GOAL OF THE EXERCISE
Pull out every line below containing the word "super".

RECORDS TO USE
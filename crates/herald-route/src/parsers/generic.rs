//! Catch-all free-text parser.

use std::collections::BTreeMap;

use chrono::Utc;
use once_cell::sync::Lazy;
use regex::Regex;
use serde_json::Value;

use super::extract;
use super::{CONFIDENCE_GENERIC, SourceParser};
use crate::config::EngineConfig;
use crate::types::{Level, ParseResult, ParsedMessage};

const NAME: &str = "generic-text";
const SOURCE: &str = "通用消息";
const DEFAULT_TITLE: &str = "消息通知";

static SERVICE_PATTERNS: Lazy<[Regex; 3]> = Lazy::new(|| {
    [
        Regex::new(r"服务[：:]\s*([^\n\s]+)").unwrap_or_else(|_| unreachable!()),
        Regex::new(r"(?i)service[：:]\s*([^\n\s]+)").unwrap_or_else(|_| unreachable!()),
        Regex::new(r"项目[：:]\s*([^\n\s]+)").unwrap_or_else(|_| unreachable!()),
    ]
});

/// Level keywords, checked in order; the first group with a hit wins.
const LEVEL_KEYWORDS: &[(Level, &[&str])] = &[
    (Level::P0, &["紧急", "严重", "critical", "urgent", "error"]),
    (Level::P1, &["警告", "warning", "warn"]),
    (Level::P3, &["通知", "info", "成功"]),
];

/// Tag dictionary: a tag is added when any of its words occurs.
const TAG_KEYWORDS: &[(&str, &[&str])] = &[
    ("error", &["error", "错误"]),
    ("warning", &["warning", "警告"]),
    ("info", &["info", "信息"]),
    ("success", &["success", "成功"]),
    ("failed", &["failed", "失败"]),
    ("alarm", &["alarm", "告警"]),
    ("test", &["test", "测试"]),
    ("deploy", &["deploy", "部署"]),
];

/// The catch-all parser.
///
/// Always tried, never fails. Everything is inferred from the text: the first
/// line becomes the title, keywords decide the level (defaulting to P2) and
/// the tags, and a `服务:`/`service:`/`项目:` token names the service.
#[derive(Debug, Clone)]
pub struct GenericTextParser {
    unknown_service: String,
    max_title_chars: usize,
}

impl GenericTextParser {
    /// Creates a parser using the default configuration.
    #[must_use]
    pub fn new() -> Self {
        Self::with_config(&EngineConfig::default())
    }

    /// Creates a parser using the given configuration.
    #[must_use]
    pub fn with_config(config: &EngineConfig) -> Self {
        Self {
            unknown_service: config.unknown_service.clone(),
            max_title_chars: config.max_title_chars,
        }
    }

    /// Infers a level from keywords in the text.
    #[must_use]
    pub fn infer_level(text: &str) -> Level {
        let lower = text.to_lowercase();
        LEVEL_KEYWORDS
            .iter()
            .find(|(_, words)| words.iter().any(|w| lower.contains(w)))
            .map_or(Level::P2, |(level, _)| *level)
    }

    /// Derives tags from the keyword dictionary, always starting with `generic`.
    #[must_use]
    pub fn infer_tags(text: &str) -> Vec<String> {
        let lower = text.to_lowercase();
        std::iter::once("generic")
            .chain(
                TAG_KEYWORDS
                    .iter()
                    .filter(|(_, words)| words.iter().any(|w| lower.contains(w)))
                    .map(|(tag, _)| *tag),
            )
            .map(str::to_string)
            .collect()
    }

    fn title(&self, text: &str) -> String {
        let first_line = text.lines().next().unwrap_or_default().trim();
        if first_line.is_empty() {
            return DEFAULT_TITLE.to_string();
        }
        if first_line.chars().count() > self.max_title_chars {
            let cut: String = first_line.chars().take(self.max_title_chars).collect();
            format!("{cut}...")
        } else {
            first_line.to_string()
        }
    }

    fn service(&self, text: &str) -> String {
        SERVICE_PATTERNS
            .iter()
            .find_map(|re| extract::capture(re, text))
            .unwrap_or_else(|| self.unknown_service.clone())
    }
}

impl Default for GenericTextParser {
    fn default() -> Self {
        Self::new()
    }
}

impl SourceParser for GenericTextParser {
    fn name(&self) -> &str {
        NAME
    }

    fn description(&self) -> &str {
        "Catch-all parser for free-text messages"
    }

    fn recognizes(&self, _input: &str) -> bool {
        true
    }

    fn is_catch_all(&self) -> bool {
        true
    }

    fn parse(&self, raw: &Value) -> ParseResult {
        let text = extract::stringify(raw);
        let title = self.title(&text);
        let content = if text.trim().is_empty() {
            title.clone()
        } else {
            text.clone()
        };

        ParseResult::success(ParsedMessage {
            id: extract::fallback_id("generic"),
            title,
            content,
            level: Self::infer_level(&text),
            source: SOURCE.to_string(),
            service: self.service(&text),
            timestamp: Utc::now(),
            labels: BTreeMap::new(),
            annotations: BTreeMap::new(),
            tags: Self::infer_tags(&text),
            raw: raw.clone(),
            parser: NAME.to_string(),
            confidence: CONFIDENCE_GENERIC,
        })
    }
}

COMPLETED EXERCISE
use super::extract;
use super::{CONFIDENCE_GENERIC, SourceParser};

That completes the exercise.